Faits : M. X, agissant en son nom personnel et en tant que représentant légal de ses deux fils mineurs, a saisi le tribunal de grande instance de Paris d'une action déclaratoire de nationalité. Il demande que sa nationalité française, ainsi que celle de ses deux fils, soit reconnue en se basant sur la possession d'état de française de sa mère, Mme Z, après l'accession à l'indépendance de l'Algérie.

Procédure : Le tribunal de grande instance de Paris a rejeté la demande de M. X. Celui-ci a fait appel de cette décision. La cour d'appel de Paris a confirmé le jugement du tribunal, constatant l'extranéité de M. X et de ses deux fils.

Question de droit : La question posée à la Cour de cassation est de savoir si la possession d'état de française de la mère de M. X, après l'indépendance de l'Algérie, permet de présumer que Mme Z est restée française et que M. X et ses fils sont donc français.

Décision de la cour de cassation : La Cour de cassation a rejeté le pourvoi de M. X. Elle a confirmé la décision de la cour d'appel, en considérant que la souscription par Mme Z d'une déclaration recognitive de nationalité met en évidence son statut civil de droit local après l'indépendance de l'Algérie. Par conséquent, la possession d'état de française ne peut pas être présumée et M. X et ses fils ne peuvent pas être considérés comme français.

Portée : La Cour de cassation a confirmé que la possession d'état de française ne peut pas être présumée lorsque le statut civil de droit local est démontré par la souscription d'une déclaration recognitive de nationalité après l'indépendance de l'Algérie.

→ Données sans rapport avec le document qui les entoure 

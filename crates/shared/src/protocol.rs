use chrono::{DateTime, Utc};
use serde::{Deserialize, Serialize};

use crate::domain::{CollectionId, CollectionStatus, Cursor, FlowId, ProjectId};

/// One page of a cursor-paginated listing.
#[derive(Debug, Clone, PartialEq, Serialize, Deserialize)]
pub struct SeekPage<T> {
    pub data: Vec<T>,
    #[serde(default, skip_serializing_if = "Option::is_none")]
    pub next: Option<Cursor>,
    #[serde(default, skip_serializing_if = "Option::is_none")]
    pub previous: Option<Cursor>,
}

impl<T> SeekPage<T> {
    pub fn new(data: Vec<T>, next: Option<Cursor>, previous: Option<Cursor>) -> Self {
        Self {
            data,
            next,
            previous,
        }
    }
}

#[derive(Debug, Clone, PartialEq, Serialize, Deserialize)]
#[serde(rename_all = "camelCase")]
pub struct CollectionListDto {
    pub id: CollectionId,
    pub project_id: ProjectId,
    pub display_name: String,
    pub created: DateTime<Utc>,
    pub updated: DateTime<Utc>,
    pub status: CollectionStatus,
}

#[derive(Debug, Clone, PartialEq, Serialize, Deserialize)]
#[serde(rename_all = "camelCase")]
pub struct Collection {
    pub id: CollectionId,
    pub project_id: ProjectId,
    pub display_name: String,
    pub created: DateTime<Utc>,
    pub updated: DateTime<Utc>,
}

#[derive(Debug, Clone, PartialEq, Serialize, Deserialize)]
#[serde(rename_all = "camelCase")]
pub struct Flow {
    pub id: FlowId,
    pub collection_id: CollectionId,
    pub display_name: String,
}

#[derive(Debug, Clone, PartialEq, Serialize, Deserialize)]
#[serde(rename_all = "camelCase")]
pub struct CreateCollectionRequest {
    pub project_id: ProjectId,
    pub display_name: String,
}

#[derive(Debug, Clone, PartialEq, Serialize, Deserialize)]
#[serde(rename_all = "camelCase")]
pub struct CreateFlowRequest {
    pub collection_id: CollectionId,
    pub display_name: String,
}

#[derive(Debug, Clone, Copy, PartialEq, Eq, Serialize, Deserialize)]
pub struct UpdateStatusRequest {
    pub status: CollectionStatus,
}

#[derive(Debug, Clone, Copy, PartialEq, Eq, Serialize, Deserialize)]
pub struct StatusResponse {
    pub status: CollectionStatus,
}
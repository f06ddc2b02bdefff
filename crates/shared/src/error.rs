use serde::{Deserialize, Serialize};
use thiserror::Error;

#[derive(Debug, Clone, Copy, PartialEq, Eq, Serialize, Deserialize)]
#[serde(rename_all = "SCREAMING_SNAKE_CASE")]
pub enum ErrorCode {
    Unauthorized,
    Forbidden,
    NotFound,
    Validation,
    Conflict,
    RateLimited,
    Internal,
}

impl ErrorCode {
    /// Whether repeating the same request later may succeed.
    pub fn is_retryable(self) -> bool {
        match self {
            Self::RateLimited | Self::Internal => true,
            Self::Unauthorized
            | Self::Forbidden
            | Self::NotFound
            | Self::Validation
            | Self::Conflict => false,
        }
    }
}

/// Error body returned by the collections API for non-2xx responses.
#[derive(Debug, Clone, Serialize, Deserialize)]
pub struct ApiError {
    pub code: ErrorCode,
    pub message: String,
}

impl ApiError {
    pub fn new(code: ErrorCode, message: impl Into<String>) -> Self {
        Self {
            code,
            message: message.into(),
        }
    }
}

#[derive(Debug, Error)]
#[error("{code:?}: {message}")]
pub struct ApiException {
    pub code: ErrorCode,
    pub message: String,
}

impl From<ApiError> for ApiException {
    fn from(value: ApiError) -> Self {
        Self {
            code: value.code,
            message: value.message,
        }
    }
}
//! Confirm -> delete -> refresh sequencing for removing a collection.

use std::{sync::Arc, time::Duration};

use async_trait::async_trait;
use shared::{domain::CollectionId, protocol::CollectionListDto};
use tracing::{info, warn};

use crate::{
    error::{bounded, ConsoleError, RequestError},
    refresh::RefreshTrigger,
    CollectionStore,
};

#[derive(Debug, Clone, PartialEq, Eq)]
pub struct ConfirmationRequest {
    pub collection_id: CollectionId,
    pub entity_name: String,
}

/// Confirmation UI. `None` (dialog dismissed) and `Some(false)` both mean
/// "not confirmed".
#[async_trait]
pub trait ConfirmationDialog: Send + Sync {
    async fn confirm(&self, request: &ConfirmationRequest) -> Option<bool>;
}

#[derive(Debug, Clone, Copy, PartialEq, Eq)]
pub enum Confirmation {
    Confirmed,
    Dismissed,
}

impl From<Option<bool>> for Confirmation {
    fn from(value: Option<bool>) -> Self {
        match value {
            Some(true) => Self::Confirmed,
            Some(false) | None => Self::Dismissed,
        }
    }
}

#[derive(Debug, Clone, Copy, PartialEq, Eq)]
pub enum DeletionOutcome {
    Deleted,
    Dismissed,
}

/// A delete bound to one collection; runs at most once.
pub struct DeleteAction {
    store: Arc<dyn CollectionStore>,
    collection_id: CollectionId,
    request_timeout: Duration,
}

impl DeleteAction {
    pub async fn execute(self) -> Result<CollectionId, RequestError> {
        bounded(
            self.request_timeout,
            self.store.delete_collection(&self.collection_id),
        )
        .await?;
        Ok(self.collection_id)
    }
}

pub struct DeletionOrchestrator {
    store: Arc<dyn CollectionStore>,
    dialog: Arc<dyn ConfirmationDialog>,
    refresh: RefreshTrigger,
    request_timeout: Duration,
}

impl DeletionOrchestrator {
    pub fn new(
        store: Arc<dyn CollectionStore>,
        dialog: Arc<dyn ConfirmationDialog>,
        refresh: RefreshTrigger,
        request_timeout: Duration,
    ) -> Self {
        Self {
            store,
            dialog,
            refresh,
            request_timeout,
        }
    }

    fn bind_delete(&self, collection_id: &CollectionId) -> DeleteAction {
        DeleteAction {
            store: Arc::clone(&self.store),
            collection_id: collection_id.clone(),
            request_timeout: self.request_timeout,
        }
    }

    /// Asks for confirmation and deletes on approval. The refresh signal is
    /// emitted only after the delete request succeeded.
    pub async fn request_deletion(
        &self,
        row: &CollectionListDto,
    ) -> Result<DeletionOutcome, ConsoleError> {
        let request = ConfirmationRequest {
            collection_id: row.id.clone(),
            entity_name: row.display_name.clone(),
        };
        let action = self.bind_delete(&row.id);

        match Confirmation::from(self.dialog.confirm(&request).await) {
            Confirmation::Dismissed => {
                info!(collection_id = %row.id, "deletion dismissed");
                Ok(DeletionOutcome::Dismissed)
            }
            Confirmation::Confirmed => match action.execute().await {
                Ok(collection_id) => {
                    info!(collection_id = %collection_id, "collection deleted");
                    self.refresh.collection_deleted(collection_id);
                    Ok(DeletionOutcome::Deleted)
                }
                Err(source) => {
                    warn!(
                        collection_id = %row.id,
                        error = %source,
                        retryable = source.is_retryable(),
                        "collection delete failed"
                    );
                    Err(ConsoleError::Delete {
                        collection_id: row.id.clone(),
                        source,
                    })
                }
            },
        }
    }
}

#[cfg(test)]
#[path = "tests/deletion_tests.rs"]
mod tests;
use std::{collections::HashMap, fs, time::Duration};

use tracing::warn;

use crate::{creation::CreationNames, page_params::DEFAULT_PAGE_SIZE};

pub const SETTINGS_FILE: &str = "console.toml";

#[derive(Debug, Clone)]
pub struct Settings {
    pub server_url: String,
    pub api_token: Option<String>,
    pub default_page_size: u32,
    pub request_timeout: Duration,
    pub new_collection_name: String,
    pub first_flow_name: String,
}

impl Default for Settings {
    fn default() -> Self {
        let names = CreationNames::default();
        Self {
            server_url: "http://127.0.0.1:3000".into(),
            api_token: None,
            default_page_size: DEFAULT_PAGE_SIZE,
            request_timeout: Duration::from_secs(15),
            new_collection_name: names.collection,
            first_flow_name: names.first_flow,
        }
    }
}

impl Settings {
    pub fn creation_names(&self) -> CreationNames {
        CreationNames {
            collection: self.new_collection_name.clone(),
            first_flow: self.first_flow_name.clone(),
        }
    }
}

/// Defaults, then `console.toml` in the working directory, then environment.
pub fn load_settings() -> Settings {
    let file = fs::read_to_string(SETTINGS_FILE).ok();
    load_settings_from(file.as_deref(), |key| std::env::var(key).ok())
}

pub fn load_settings_from(
    file: Option<&str>,
    env: impl Fn(&str) -> Option<String>,
) -> Settings {
    let mut settings = Settings::default();

    if let Some(raw) = file {
        match toml::from_str::<toml::Table>(raw) {
            Ok(table) => {
                let file_cfg = flatten_values(table);
                apply(&mut settings, |key| file_cfg.get(key).cloned());
            }
            Err(err) => warn!(%err, file = SETTINGS_FILE, "ignoring unreadable settings file"),
        }
    }

    if let Some(v) = env("CONSOLE_SERVER_URL") {
        settings.server_url = v;
    }
    apply(&mut settings, |key| {
        env(&format!("APP__{}", key.to_ascii_uppercase()))
    });

    settings
}

/// Keeps string and integer values; anything else is skipped with a warning.
fn flatten_values(table: toml::Table) -> HashMap<String, String> {
    table
        .into_iter()
        .filter_map(|(key, value)| match value {
            toml::Value::String(v) => Some((key, v)),
            toml::Value::Integer(v) => Some((key, v.to_string())),
            other => {
                warn!(key = %key, kind = other.type_str(), "ignoring unsupported setting value");
                None
            }
        })
        .collect()
}

fn apply(settings: &mut Settings, lookup: impl Fn(&str) -> Option<String>) {
    if let Some(v) = lookup("server_url") {
        settings.server_url = v;
    }
    if let Some(v) = lookup("api_token") {
        settings.api_token = Some(v).filter(|token| !token.is_empty());
    }
    if let Some(v) = lookup("default_page_size") {
        match v.parse::<u32>() {
            Ok(parsed) if parsed > 0 => settings.default_page_size = parsed,
            _ => warn!(value = %v, "ignoring invalid default_page_size"),
        }
    }
    if let Some(v) = lookup("request_timeout_ms") {
        match v.parse::<u64>() {
            Ok(parsed) if parsed > 0 => settings.request_timeout = Duration::from_millis(parsed),
            _ => warn!(value = %v, "ignoring invalid request_timeout_ms"),
        }
    }
    if let Some(v) = lookup("new_collection_name") {
        settings.new_collection_name = v;
    }
    if let Some(v) = lookup("first_flow_name") {
        settings.first_flow_name = v;
    }
}

#[cfg(test)]
#[path = "tests/config_tests.rs"]
mod tests;
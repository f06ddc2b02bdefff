use std::sync::Arc;

use anyhow::{anyhow, bail, Result};
use clap::{Parser, Subcommand};
use collections_core::{
    config::load_settings,
    creation::CreationOutcome,
    deletion::DeletionOutcome,
    http::HttpCollectionStore,
    row_mutation::{SwitchControl, ToggleOutcome},
    CollectionStore, CollectionsTableController, ControllerDeps, FixedProject, PageRequest,
    PageState, QueryParams,
};
use shared::domain::{CollectionId, CollectionStatus, ProjectId};
use tracing_subscriber::EnvFilter;

mod headless;

use headless::{describe, FlagDialog, HeadlessNavigator};

#[derive(Parser, Debug)]
#[command(about = "Browse and manage the collections of a project")]
struct Args {
    #[arg(long)]
    server_url: Option<String>,
    #[arg(long)]
    project_id: String,
    #[arg(long)]
    token: Option<String>,
    #[command(subcommand)]
    command: Command,
}

#[derive(Subcommand, Debug)]
enum Command {
    List {
        #[arg(long)]
        limit: Option<u32>,
        #[arg(long)]
        cursor: Option<String>,
        #[arg(long, default_value_t = 1)]
        pages: usize,
    },
    Toggle {
        collection_id: String,
    },
    Delete {
        collection_id: String,
        #[arg(long)]
        yes: bool,
    },
    Create,
}

#[tokio::main]
async fn main() -> Result<()> {
    tracing_subscriber::fmt()
        .with_env_filter(EnvFilter::try_from_default_env().unwrap_or_else(|_| EnvFilter::new("info")))
        .init();
    let args = Args::parse();

    let mut settings = load_settings();
    if let Some(server_url) = args.server_url {
        settings.server_url = server_url;
    }
    if let Some(token) = args.token {
        settings.api_token = Some(token);
    }

    let initial_params = match &args.command {
        Command::List { limit, cursor, .. } => QueryParams {
            limit: limit.map(|limit| limit.to_string()),
            cursor: cursor.clone(),
        },
        _ => QueryParams::default(),
    };
    let assume_yes = matches!(args.command, Command::Delete { yes: true, .. });
    let store = Arc::new(HttpCollectionStore::from_settings(&settings));
    let project_id = ProjectId::new(args.project_id);

    // Resolved once before the table is attached, like the dashboard route does.
    let are_there_collections = !store
        .list_collections(&project_id, &PageRequest::first(1))
        .await?
        .data
        .is_empty();
    let navigator = Arc::new(HeadlessNavigator::new(initial_params, are_there_collections));

    let controller = CollectionsTableController::new(
        ControllerDeps {
            store,
            project: Arc::new(FixedProject(project_id)),
            navigator: navigator.clone(),
            dialog: Arc::new(FlagDialog { assume_yes }),
        },
        &settings,
    );

    match args.command {
        Command::List { pages, .. } => {
            if !controller.are_there_collections() {
                println!("no collections yet; run `create` to add the first one");
                return Ok(());
            }
            let mut state = settled(&controller).await?;
            print_page(&state);
            let paginator = controller.paginator();
            for _ in 1..pages {
                if !paginator.has_next() {
                    break;
                }
                paginator.next_page()?;
                state = controller.wait_for_fetch_after(state.generation).await?;
                ensure_loaded(&state)?;
                print_page(&state);
            }
        }
        Command::Toggle { collection_id } => {
            let collection_id = CollectionId::new(collection_id);
            let status = find_row(&controller, &collection_id).await?;
            let control = SwitchControl::for_status(status);
            match controller.toggle_status(&collection_id, &control).await? {
                ToggleOutcome::Updated { status } => {
                    println!("{collection_id} is now {status}");
                }
                ToggleOutcome::AlreadyPending => {
                    println!("{collection_id} already has a status change in flight");
                }
            }
        }
        Command::Delete { collection_id, .. } => {
            let collection_id = CollectionId::new(collection_id);
            find_row(&controller, &collection_id).await?;
            let generation = controller.state().generation;
            match controller.delete_collection(&collection_id).await? {
                DeletionOutcome::Deleted => {
                    let state = controller.wait_for_fetch_after(generation).await?;
                    println!("deleted {collection_id}");
                    print_page(&state);
                }
                DeletionOutcome::Dismissed => println!("nothing deleted"),
            }
        }
        Command::Create => match controller.create_collection().await? {
            CreationOutcome::Created { collection, flow } => {
                println!(
                    "created collection {} with flow {}",
                    collection.id, flow.id
                );
                if let Some(target) = navigator.visited().last() {
                    println!("open {}", describe(target));
                }
            }
            CreationOutcome::AlreadyInProgress => println!("a collection is already being created"),
        },
    }

    Ok(())
}

async fn settled(controller: &CollectionsTableController) -> Result<PageState> {
    let state = controller.wait_until_settled().await?;
    ensure_loaded(&state)?;
    Ok(state)
}

fn ensure_loaded(state: &PageState) -> Result<()> {
    match state.error() {
        Some(message) => Err(anyhow!(message.to_string())),
        None => Ok(()),
    }
}

/// Walks forward through the pages until the collection is displayed.
async fn find_row(
    controller: &CollectionsTableController,
    collection_id: &CollectionId,
) -> Result<CollectionStatus> {
    let paginator = controller.paginator();
    let mut state = settled(controller).await?;
    loop {
        if let Some(row) = state.row(collection_id) {
            return Ok(row.status);
        }
        if !paginator.has_next() {
            bail!("collection {collection_id} not found");
        }
        paginator.next_page()?;
        state = controller.wait_for_fetch_after(state.generation).await?;
        ensure_loaded(&state)?;
    }
}

fn print_page(state: &PageState) {
    println!(
        "page {} ({} rows so far)",
        state.page_index + 1,
        state.total_rows()
    );
    println!("{:<24} {:<32} {:<20} {}", "ID", "NAME", "CREATED", "STATUS");
    for row in &state.rows {
        println!(
            "{:<24} {:<32} {:<20} {}",
            row.id,
            row.display_name,
            row.created.format("%Y-%m-%d %H:%M"),
            row.status
        );
    }
}
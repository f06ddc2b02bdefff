use std::fmt;

use serde::{Deserialize, Serialize};

macro_rules! id_newtype {
    ($name:ident) => {
        #[derive(Debug, Clone, PartialEq, Eq, Hash, PartialOrd, Ord, Serialize, Deserialize)]
        #[serde(transparent)]
        pub struct $name(pub String);

        impl $name {
            pub fn new(value: impl Into<String>) -> Self {
                Self(value.into())
            }

            pub fn as_str(&self) -> &str {
                &self.0
            }
        }

        impl fmt::Display for $name {
            fn fmt(&self, f: &mut fmt::Formatter<'_>) -> fmt::Result {
                f.write_str(&self.0)
            }
        }
    };
}

id_newtype!(ProjectId);
id_newtype!(CollectionId);
id_newtype!(FlowId);
id_newtype!(Cursor);

#[derive(Debug, Clone, Copy, PartialEq, Eq, Hash, Serialize, Deserialize)]
#[serde(rename_all = "SCREAMING_SNAKE_CASE")]
pub enum CollectionStatus {
    Enabled,
    Disabled,
}

impl CollectionStatus {
    pub fn toggled(self) -> Self {
        match self {
            Self::Enabled => Self::Disabled,
            Self::Disabled => Self::Enabled,
        }
    }

    pub fn is_enabled(self) -> bool {
        self == Self::Enabled
    }
}

impl fmt::Display for CollectionStatus {
    fn fmt(&self, f: &mut fmt::Formatter<'_>) -> fmt::Result {
        match self {
            Self::Enabled => f.write_str("ENABLED"),
            Self::Disabled => f.write_str("DISABLED"),
        }
    }
}

#[cfg(test)]
mod tests {
    use super::*;

    #[test]
    fn toggled_status_is_the_complement() {
        assert_eq!(CollectionStatus::Enabled.toggled(), CollectionStatus::Disabled);
        assert_eq!(CollectionStatus::Disabled.toggled(), CollectionStatus::Enabled);
    }

    #[test]
    fn status_uses_upper_case_wire_names() {
        let json = serde_json::to_string(&CollectionStatus::Disabled).expect("serialize");
        assert_eq!(json, "\"DISABLED\"");
        let parsed: CollectionStatus = serde_json::from_str("\"ENABLED\"").expect("parse");
        assert_eq!(parsed, CollectionStatus::Enabled);
    }

    #[test]
    fn ids_serialize_as_bare_strings() {
        let json = serde_json::to_string(&CollectionId::new("col_1")).expect("serialize");
        assert_eq!(json, "\"col_1\"");
    }
}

Cette décision confirme également que la réintégration dans la nationalité française des parents n'a pas d'effet rétroactif sur les enfants majeurs à la date du décret de réintégration.

Textes visés : Articles 18, 32-1 et 32-2 du code civil (anciens articles 17, 154 et 155 du code de la nationalité).

Articles 18, 32-1 et 32-2 du code civil (anciens articles 17, 154 et 155 du code de la nationalité).